**Task instructions**
If a line in the entries below contains "tracing", copy it.

**Data for this exercise**
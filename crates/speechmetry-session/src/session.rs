use crate::analyzer::{self, AnalyzerCommand, AnalyzerWorker};
use crate::handle::SessionHandle;
use speechmetry_audio::{AudioSource, MicGuard, SilenceDetector};
use speechmetry_core::{
    AnalysisConfig, FeatureVector, Passage, RecordedAudio, SessionError, SessionPhase,
    TranscriptionError, TranscriptionMode,
};
use speechmetry_engine::Transcriber;
use speechmetry_metrics::{assemble_fallback, assemble_full};
use std::time::Instant;
use tokio::sync::{mpsc, oneshot};

/// Transcription capability for a run, decided before the session starts.
/// A `Full` engine is already initialized by the caller; `Fallback` runs
/// the acoustic path alone and estimates the text features afterwards.
pub enum Mode {
    Full(Box<dyn Transcriber>),
    Fallback,
}

/// Everything a completed run produces.
#[derive(Debug)]
pub struct SessionOutcome {
    pub features: FeatureVector,
    pub audio: Option<RecordedAudio>,
}

/// One read-aloud session from microphone acquisition to feature vector.
///
/// The session owns the mic guard and the analyzer worker; dropping it
/// releases both. All transitions are explicit and illegal ones return
/// `SessionError::InvalidTransition` without touching the current state.
pub struct RecordingSession {
    passage: Passage,
    analysis: AnalysisConfig,
    sample_rate: u32,
    phase: SessionPhase,
    mode: TranscriptionMode,
    handle: SessionHandle,
    restart_count: u32,
    mic: Option<MicGuard>,
    worker: Option<AnalyzerWorker>,
    started_at: Option<Instant>,
    error_reason: Option<String>,
}

impl RecordingSession {
    pub fn new(passage: Passage, analysis: AnalysisConfig, sample_rate: u32) -> Self {
        Self {
            passage,
            analysis,
            sample_rate,
            phase: SessionPhase::Idle,
            mode: TranscriptionMode::Fallback,
            handle: SessionHandle::new(),
            restart_count: 0,
            mic: None,
            worker: None,
            started_at: None,
            error_reason: None,
        }
    }

    pub fn phase(&self) -> SessionPhase {
        self.phase
    }

    pub fn mode(&self) -> TranscriptionMode {
        self.mode
    }

    pub fn passage(&self) -> &Passage {
        &self.passage
    }

    pub fn restart_count(&self) -> u32 {
        self.restart_count
    }

    pub fn error_reason(&self) -> Option<&str> {
        self.error_reason.as_deref()
    }

    /// Cloneable live view for UIs and progress logging.
    pub fn handle(&self) -> SessionHandle {
        self.handle.clone()
    }

    /// Begin capturing. Legal from `Idle`, `Done` and `Error`; a fresh run
    /// discards nothing from earlier completed runs except the restart
    /// counter, which persists until a run reaches `Done`.
    pub fn start(&mut self, source: &dyn AudioSource, mode: Mode) -> Result<(), SessionError> {
        match self.phase {
            SessionPhase::Idle | SessionPhase::Done | SessionPhase::Error => {}
            _ => {
                return Err(SessionError::InvalidTransition {
                    action: "start",
                    phase: self.phase.as_str(),
                })
            }
        }

        let (audio_tx, audio_rx) = mpsc::unbounded_channel();
        let mic = match source.open(audio_tx) {
            Ok(mic) => mic,
            Err(e) => {
                tracing::error!("microphone unavailable: {e}");
                self.error_reason = Some(e.to_string());
                self.set_phase(SessionPhase::Error);
                return Err(e.into());
            }
        };

        let (event_tx, event_rx) = mpsc::unbounded_channel();
        let engine = match mode {
            Mode::Full(mut engine) => {
                engine.set_event_sender(event_tx);
                self.mode = TranscriptionMode::Full;
                Some(engine)
            }
            Mode::Fallback => {
                // No sender alive: the analyzer sees the event channel
                // close immediately and runs the acoustic path alone.
                drop(event_tx);
                self.mode = TranscriptionMode::Fallback;
                None
            }
        };

        self.handle.reset_counters();
        self.handle.set_restart_count(self.restart_count);
        self.worker = Some(analyzer::spawn(
            audio_rx,
            engine,
            event_rx,
            SilenceDetector::new(self.analysis.silence_threshold),
            self.handle.clone(),
            self.sample_rate,
        ));
        self.mic = Some(mic);
        self.started_at = Some(Instant::now());
        self.error_reason = None;
        self.set_phase(SessionPhase::Recording);
        tracing::info!(mode = ?self.mode, "recording session started");
        Ok(())
    }

    /// Finish the run: release the mic, drain the analyzer and assemble the
    /// feature vector. Legal only from `Recording`.
    pub async fn stop(&mut self) -> Result<SessionOutcome, SessionError> {
        if self.phase != SessionPhase::Recording {
            return Err(SessionError::InvalidTransition {
                action: "stop",
                phase: self.phase.as_str(),
            });
        }
        self.set_phase(SessionPhase::Processing);

        // The mic goes first so capture provably ends before any analysis.
        self.release_capture();
        let elapsed_secs = self
            .started_at
            .take()
            .map(|t| t.elapsed().as_secs_f64())
            .unwrap_or(0.0);

        let Some(mut worker) = self.worker.take() else {
            self.error_reason = Some("analyzer missing".to_string());
            self.set_phase(SessionPhase::Error);
            return Err(TranscriptionError::Runtime("analyzer missing".to_string()).into());
        };

        // A denied engine invalidates the whole run; surface it instead of
        // reporting half-built features as real.
        if let Ok(reason) = worker.fatal_rx.try_recv() {
            self.error_reason = Some(reason.clone());
            self.set_phase(SessionPhase::Error);
            return Err(TranscriptionError::AccessDenied(reason).into());
        }

        let (reply_tx, reply_rx) = oneshot::channel();
        if worker
            .cmd_tx
            .send(AnalyzerCommand::Stop { reply: reply_tx })
            .is_err()
        {
            self.error_reason = Some("analyzer terminated".to_string());
            self.set_phase(SessionPhase::Error);
            return Err(TranscriptionError::Runtime("analyzer terminated".to_string()).into());
        }
        let snapshot = match reply_rx.await {
            Ok(snapshot) => snapshot,
            Err(_) => {
                self.error_reason = Some("analyzer terminated".to_string());
                self.set_phase(SessionPhase::Error);
                return Err(TranscriptionError::Runtime("analyzer terminated".to_string()).into());
            }
        };
        let _ = worker.join.await;

        let acoustic_ratio = snapshot.pause_stats.ratio();
        let features = match self.mode {
            TranscriptionMode::Full => assemble_full(
                &snapshot.final_transcript,
                &self.passage,
                acoustic_ratio,
                elapsed_secs,
                snapshot.first_speech_offset,
                self.restart_count,
                &self.analysis,
            ),
            TranscriptionMode::Fallback => assemble_fallback(
                &self.passage,
                acoustic_ratio,
                elapsed_secs,
                self.restart_count,
                &self.analysis,
            ),
        };
        let audio = if snapshot.recorded.is_empty() {
            None
        } else {
            Some(RecordedAudio {
                samples: snapshot.recorded,
                sample_rate: snapshot.sample_rate,
            })
        };

        self.set_phase(SessionPhase::Done);
        tracing::info!(
            wpm = features.wpm,
            pause_ratio = features.pause_ratio,
            mode = ?self.mode,
            "session complete"
        );
        Ok(SessionOutcome { features, audio })
    }

    /// Abandon the current run and return to `Idle`. The partial transcript
    /// and pause stats are discarded; only the restart counter survives.
    pub async fn restart(&mut self) -> Result<(), SessionError> {
        if self.phase != SessionPhase::Recording {
            return Err(SessionError::InvalidTransition {
                action: "restart",
                phase: self.phase.as_str(),
            });
        }

        self.release_capture();
        if let Some(worker) = self.worker.take() {
            let (reply_tx, reply_rx) = oneshot::channel();
            if worker
                .cmd_tx
                .send(AnalyzerCommand::Stop { reply: reply_tx })
                .is_ok()
            {
                let _ = reply_rx.await;
            }
            let _ = worker.join.await;
        }
        self.started_at = None;
        self.restart_count += 1;
        self.handle.reset_counters();
        self.handle.set_restart_count(self.restart_count);
        self.set_phase(SessionPhase::Idle);
        tracing::info!(restart_count = self.restart_count, "session restarted");
        Ok(())
    }

    /// Poll for a fatal engine fault mid-run. On one, the session releases
    /// the mic and moves to `Error` so the caller can offer a fallback run.
    pub fn check_fault(&mut self) -> Option<String> {
        let reason = self.worker.as_mut()?.fatal_rx.try_recv().ok()?;
        tracing::error!("session failed: {reason}");
        self.release_capture();
        self.worker = None;
        self.error_reason = Some(reason.clone());
        self.set_phase(SessionPhase::Error);
        Some(reason)
    }

    fn set_phase(&mut self, phase: SessionPhase) {
        self.phase = phase;
        self.handle.set_phase(phase);
    }

    fn release_capture(&mut self) {
        if let Some(mut mic) = self.mic.take() {
            mic.release();
        }
    }
}

impl Drop for RecordingSession {
    fn drop(&mut self) {
        // Dropping the worker closes its command channel; the analyzer
        // shuts the engine down and exits on its own.
        self.release_capture();
    }
}
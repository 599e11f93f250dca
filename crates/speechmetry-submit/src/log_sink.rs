use crate::payload::SubmissionPayload;
use crate::sink_trait::SubmissionSink;
use async_trait::async_trait;
use speechmetry_core::SubmitError;

/// Writes the payload to the structured log instead of posting it anywhere.
/// The default sink when no submission target is configured.
pub struct LogSink;

impl LogSink {
    pub fn new() -> Self {
        Self
    }
}

impl Default for LogSink {
    fn default() -> Self {
        Self::new()
    }
}

#[async_trait]
impl SubmissionSink for LogSink {
    fn name(&self) -> &str {
        "log"
    }

    async fn initialize(&mut self, _config: toml::Value) -> Result<(), SubmitError> {
        Ok(())
    }

    async fn submit(&self, payload: &SubmissionPayload) -> Result<(), SubmitError> {
        tracing::info!(
            mode = payload.transcription_mode,
            wpm = payload.wpm,
            pause_ratio = payload.pause_ratio,
            completion_ratio = payload.completion_ratio,
            restart_count = payload.restart_count,
            "session features: {}",
            payload.to_json()?
        );
        Ok(())
    }

    fn is_healthy(&self) -> bool {
        true
    }

    async fn shutdown(&self) -> Result<(), SubmitError> {
        Ok(())
    }
}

**Your solution**
                tracing::error!("microphone unavailable: {e}");
        tracing::info!(mode = ?self.mode, "recording session started");
        tracing::info!(
        tracing::info!(restart_count = self.restart_count, "session restarted");
        tracing::error!("session failed: {reason}");
        tracing::info!(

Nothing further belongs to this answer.